O primeiro-ministro israelita, Benjamin Netanyahu, anunciou a nomeação de novos ministros para três pastas que foi obrigado a abandonar devido à sua acusação por corrupção, em três casos diferentes.

A lei israelita proíbe que alguém acusado se mantenha como ministro, uma regra que não se aplica ao cargo de primeiro-ministro.

Netanyahu, acusado no final de novembro por suborno, fraude e abuso de confiança, abandonou assim as suas funções ministeriais, mantendo-se à frente do governo.

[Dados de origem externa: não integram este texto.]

//! Shared test utilities.
//! Note: #[allow(dead_code)] because each test file compiles common/ separately.

use std::{
    net::{Ipv4Addr, SocketAddrV4},
    sync::{
        atomic::{AtomicUsize, Ordering},
        Arc,
    },
};

use async_trait::async_trait;
use axum::{
    body::Body,
    http::{Request, StatusCode},
    Router,
};
use dht_http_api::{api, Config, Id, LocalNode, Node, NodeConfig, NodeError, Receipt, Value};
use serde_json::Value as Json;
use tokio::sync::Notify;
use tower::ServiceExt;

/// A node whose every operation fails, counting the calls it receives.
#[derive(Debug, Default)]
#[allow(dead_code)]
pub struct FailingNode {
    pub calls: AtomicUsize,
}

#[async_trait]
impl Node for FailingNode {
    fn id(&self) -> Id {
        Id::from([1; 20])
    }

    fn address4(&self) -> Option<Ipv4Addr> {
        None
    }

    fn port(&self) -> u16 {
        39001
    }

    async fn find_value(&self, _id: Id) -> Result<Option<Value>, NodeError> {
        self.calls.fetch_add(1, Ordering::SeqCst);
        Err(NodeError::Store("lookup timed out".to_string()))
    }

    async fn store_value(&self, _value: Value) -> Result<Receipt, NodeError> {
        self.calls.fetch_add(1, Ordering::SeqCst);
        Err(NodeError::Store("replication failed".to_string()))
    }

    async fn announce_peer(&self, _info_hash: Id, _port: Option<u16>) -> Result<Id, NodeError> {
        self.calls.fetch_add(1, Ordering::SeqCst);
        Err(NodeError::Store("announce failed".to_string()))
    }

    async fn get_peers(&self, _info_hash: Id) -> Result<Vec<SocketAddrV4>, NodeError> {
        self.calls.fetch_add(1, Ordering::SeqCst);
        Err(NodeError::Store("lookup timed out".to_string()))
    }
}

/// A node whose `store_value` blocks until released.
#[derive(Debug, Default)]
#[allow(dead_code)]
pub struct GatedNode {
    /// Notified once a store call is in flight.
    pub started: Notify,
    pub release: Notify,
    /// Notified once a store call has finished.
    pub finished: Notify,
    pub stored: AtomicUsize,
}

#[async_trait]
impl Node for GatedNode {
    fn id(&self) -> Id {
        Id::from([2; 20])
    }

    fn address4(&self) -> Option<Ipv4Addr> {
        None
    }

    fn port(&self) -> u16 {
        39001
    }

    async fn find_value(&self, _id: Id) -> Result<Option<Value>, NodeError> {
        Ok(None)
    }

    async fn store_value(&self, value: Value) -> Result<Receipt, NodeError> {
        self.started.notify_one();
        self.release.notified().await;

        self.stored.fetch_add(1, Ordering::SeqCst);
        self.finished.notify_one();

        Ok(Receipt::new(*value.id()))
    }

    async fn announce_peer(&self, info_hash: Id, _port: Option<u16>) -> Result<Id, NodeError> {
        Ok(info_hash)
    }

    async fn get_peers(&self, _info_hash: Id) -> Result<Vec<SocketAddrV4>, NodeError> {
        Ok(Vec::new())
    }
}

#[allow(dead_code)]
pub struct TestServer {
    pub router: Router,
    pub node: Arc<dyn Node>,
}

#[allow(dead_code)]
impl TestServer {
    /// Router backed by a fresh [LocalNode].
    pub fn new() -> Self {
        Self::with_node_config(NodeConfig {
            address: Some(Ipv4Addr::new(10, 0, 0, 1)),
            port: 4000,
            ..Default::default()
        })
    }

    pub fn with_node_config(node_config: NodeConfig) -> Self {
        let node = LocalNode::new(node_config).expect("Failed to start node");

        Self::with_node(Arc::new(node))
    }

    pub fn with_node(node: Arc<dyn Node>) -> Self {
        let router = api::create_router(api::AppState::new(Config::default(), node.clone()));

        Self { router, node }
    }

    /// Send a request and return its status and JSON body (Null if empty).
    pub async fn request(&self, method: &str, uri: &str, body: Option<&str>) -> (StatusCode, Json) {
        let (status, _, json) = self.request_full(method, uri, body).await;

        (status, json)
    }

    pub async fn request_full(
        &self,
        method: &str,
        uri: &str,
        body: Option<&str>,
    ) -> (StatusCode, axum::http::HeaderMap, Json) {
        let mut builder = Request::builder().method(method).uri(uri);

        let body = match body {
            Some(body) => {
                builder = builder.header("Content-Type", "application/json");
                Body::from(body.to_string())
            }
            None => Body::empty(),
        };

        let request = builder.body(body).unwrap();
        let response = self.router.clone().oneshot(request).await.unwrap();

        let status = response.status();
        let headers = response.headers().clone();
        let body_bytes = axum::body::to_bytes(response.into_body(), usize::MAX)
            .await
            .unwrap();

        let json = if body_bytes.is_empty() {
            Json::Null
        } else {
            serde_json::from_slice(&body_bytes).unwrap_or(Json::Null)
        };

        (status, headers, json)
    }
}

Segundo um comunicado do seu gabinete, Tzahi Hanegbi, ministro da Cooperação Regional, foi nomeado também ministro da Agricultura e Ofir Akunis, ministro das Ciências, será igualmente ministro dos Assuntos Sociais.

Tzipi Hotovely, vice-ministra dos Negócios Estrangeiros, foi nomeada ministra encarregada da Diáspora.

O gabinete do primeiro-ministro não precisa quando os ministros, todos membros do partido de direita Likud de Netanyahu, assumirão as novas funções.

O Supremo Tribunal, em resposta a uma queixa da oposição contra uma primeira remodelação no início de janeiro, tinha invalidado as nomeações.

A cena política israelita está em ebulição enquanto aguarda as legislativas de 2 de março, as terceiras em menos de um ano, convocadas após o fracasso de Netanyahu e do seu rival centrista Benny Gantz, da coligação Azul e Branco, em formar um governo após as anteriores eleições em abril e setembro de 2019.

O primeiro-ministro pediu no início de janeiro ao parlamento para lhe conceder imunidade após as próximas eleições, apostando Netanyahu na vitória para se proteger da justiça.

Os partidos da oposição liderados pela esquerda e por Benny Gantz convenceram uma maioria de deputados e o conselheiro jurídico do parlamento a formar uma comissão para estudar, antes das eleições, o pedido de imunidade de Netanyahu.

O primeiro-ministro israelita não dispõe atualmente de uma maioria no parlamento e o seu pedido pode ser rejeitado pelos deputados, o que poderia acelerar os processos judiciais contra si.

Netanyahu declara-se inocente e vítima de uma "caça às bruxas" dos serviços do ministério público e dos media.